The stunning preservation and high-quality 3D images enabled scientists to observe parts of trilobites that had never been seen before, such as mouth structures of Protolenus (Hupeolenus) sp., including "a fleshy lobe covering the mouth, called a labrum, which was documented for the first time in trilobites" Albani said.

The trilobites were kept in such good condition for half a billion years thanks to volcanic ash from an ancient eruption that buried the creatures in a way similar to how Pompeii was preserved after the A.D. 79 eruption of Mount Vesuvius.

3D reconstruction of Protolenus (Hupeolenus) sp., rendered with transparency and showing the segmentation of the digestive system (blue). (Image credit: © Arnaud Mazurier | University of Poitiers)

"As volcanic ash is so fine grained, not unlike talcum powder, it can mold the tiniest anatomical features on the external surface of these animals, right down to the bristles on the walking legs," Paterson said.

"This, coupled with rapid burial, allowed for the amazing 3D details to be preserved in these trilobites," Paterson added. 

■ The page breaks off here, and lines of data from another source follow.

// src/file.rs

use std::{
    error::Error,
    fs::{self, File},
    io::{BufWriter, Write},
    path::{Path, PathBuf},
};

use serde_json::{Map, Value};

use crate::csv::write_row;
use crate::schema::Schema;

/// Write a delimited export: optional header row, preserved template rows,
/// then one row per record.
pub fn write_delimited(
    path: &Path,
    headers: Option<&[String]>,
    static_rows: &[Vec<String>],
    rows: &[Vec<String>],
    sep: char,
) -> Result<(), Box<dyn Error>> {
    ensure_parent(path)?;
    let file = File::create(path)?; // truncate/overwrite
    let mut out = BufWriter::new(file);

    if let Some(h) = headers {
        write_row(&mut out, h, sep)?;
    }
    for row in static_rows {
        write_row(&mut out, row, sep)?;
    }
    for row in rows {
        write_row(&mut out, row, sep)?;
    }
    out.flush()?;
    Ok(())
}

/// Write rows as a JSON array of objects keyed by column name, in schema
/// column order.
pub fn write_json(path: &Path, schema: &Schema, rows: &[Vec<String>]) -> Result<(), Box<dyn Error>> {
    ensure_parent(path)?;

    let mut records = Vec::with_capacity(rows.len());
    for row in rows {
        let mut object = Map::new();
        for (column, cell) in schema.columns().iter().zip(row) {
            object.insert(column.clone(), Value::String(cell.clone()));
        }
        records.push(Value::Object(object));
    }

    let text = serde_json::to_string_pretty(&Value::Array(records))?;
    fs::write(path, text)?;
    Ok(())
}

/// Resolve a user-supplied `-o` value: empty → default name in cwd,
/// directory (existing or trailing-slash hint) → default name inside it,
/// anything else → taken as the file path.
pub fn resolve_single_out_path(user_o: &str, default_filename: &str) -> Result<PathBuf, Box<dyn Error>> {
    if user_o.is_empty() { return Ok(PathBuf::from(default_filename)); }
    let p = PathBuf::from(normalize_separators(user_o));
    if looks_like_dir_hint(&p) || p.is_dir() {
        ensure_directory(&p)?;
        Ok(p.join(default_filename))
    } else {
        Ok(p)
    }
}

pub fn normalize_separators(p: &str) -> String {
    let sep = std::path::MAIN_SEPARATOR;
    p.chars().map(|c| if c=='/'||c=='\\' { sep } else { c }).collect()
}

pub fn ensure_directory(dir: &Path) -> Result<(), Box<dyn Error>> {
    if dir.exists() && !dir.is_dir() {
        return Err(format!("Path exists but is not a directory: {}", dir.display()).into());
    }
    if !dir.exists() { fs::create_dir_all(dir)?; }
    Ok(())
}

pub fn looks_like_dir_hint(p: &Path) -> bool {
    let s = p.to_string_lossy();
    s.ends_with('/') || s.ends_with('\\')
}

fn ensure_parent(path: &Path) -> Result<(), Box<dyn Error>> {
    if let Some(parent) = path.parent() {
        if !parent.as_os_str().is_empty() {
            ensure_directory(parent)?;
        }
    }
    Ok(())
}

Two species of trilobite an instant before burial in a flow of volcanic ash 510 million years ago.  (Image credit: © Prof. A. El Albani, Univ. Poitiers.)

The volcanic ash also helped preserve the animals' insides. In the case of the specimen with its entire digestive system intact, the hapless trilobite likely ingested ash in the water before it died, which stopped the soft tissues from degrading, according to the study, published Thursday (June 27) in the journal Science.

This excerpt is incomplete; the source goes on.